This work addresses a critical limitation in existing uncertainty quantification methods for image segmentation, which predominantly rely on global average aggregation and thereby neglect spatial structural information, impairing their performance in downstream tasks such as out-of-distribution detection and failure identification. The study presents the first systematic analysis and formalization of the shortcomings inherent in common uncertainty aggregation strategies. To overcome these limitations, the authors propose a novel aggregation approach that explicitly incorporates spatial structure awareness and further introduce a meta-learning-based adaptive meta-aggregator capable of dynamically fusing multiple aggregation strategies. Extensive experiments across ten diverse datasets demonstrate that the proposed method substantially enhances downstream task performance, with the meta-aggregator exhibiting consistently superior and robust generalization across datasets.

Uncertainty Quantification (UQ) is crucial for ensuring the reliability of automated image segmentations in safety-critical domains like biomedical image analysis or autonomous driving.
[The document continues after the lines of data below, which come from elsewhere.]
//! The slice of the project model the dispatcher needs.
//!
//! The on-disk project layout, workspace scanning, and credential storage
//! live outside this core; a [`Project`] here is identity plus credential
//! health.

use std::path::PathBuf;

use serde::{Deserialize, Serialize};

/// Stored-credential state for a project's remote-platform connection.
#[derive(Debug, Clone, Copy, Default, PartialEq, Eq, Serialize, Deserialize)]
#[serde(rename_all = "snake_case")]
pub enum CredentialState {
    #[default]
    Valid,
    RequiresReauth,
}

/// The target project a command operates on.
#[derive(Debug, Clone, Serialize, Deserialize)]
pub struct Project {
    pub name: String,
    #[serde(default, skip_serializing_if = "Option::is_none")]
    pub path: Option<PathBuf>,
    #[serde(default)]
    pub credentials: CredentialState,
}

impl Project {
    pub fn new(name: impl Into<String>) -> Self {
        Self {
            name: name.into(),
            path: None,
            credentials: CredentialState::Valid,
        }
    }

    /// Mark the project's stored credentials as stale.
    pub fn with_stale_credentials(mut self) -> Self {
        self.credentials = CredentialState::RequiresReauth;
        self
    }

    pub fn requires_reauth(&self) -> bool {
        self.credentials == CredentialState::RequiresReauth
    }
}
In segmentation, UQ generates pixel-wise uncertainty scores that must be aggregated into image-level scores for downstream tasks like Out-of-Distribution (OoD) or failure detection. Despite routine use of aggregation strategies, their properties and impact on downstream task performance have not yet been comprehensively studied. Global Average is the default choice, yet it does not account for spatial and structural features of segmentation uncertainty. Alternatives like patch-, class- and threshold-based strategies exist, but lack systematic comparison, leading to inconsistent reporting and unclear best practices. We address this gap by (1) formally analyzing properties, limitations, and pitfalls of common strategies; (2) proposing novel strategies that incorporate spatial uncertainty structure and (3) benchmarking their performance on OoD and failure detection across ten datasets that vary in image geometry and structure. We find that aggregators leveraging spatial structure yield stronger performance in both downstream tasks studied. However, the performance of individual aggregators depends heavily on dataset characteristics, so we (4) propose a meta-aggregator that integrates multiple aggregators and performs robustly across datasets.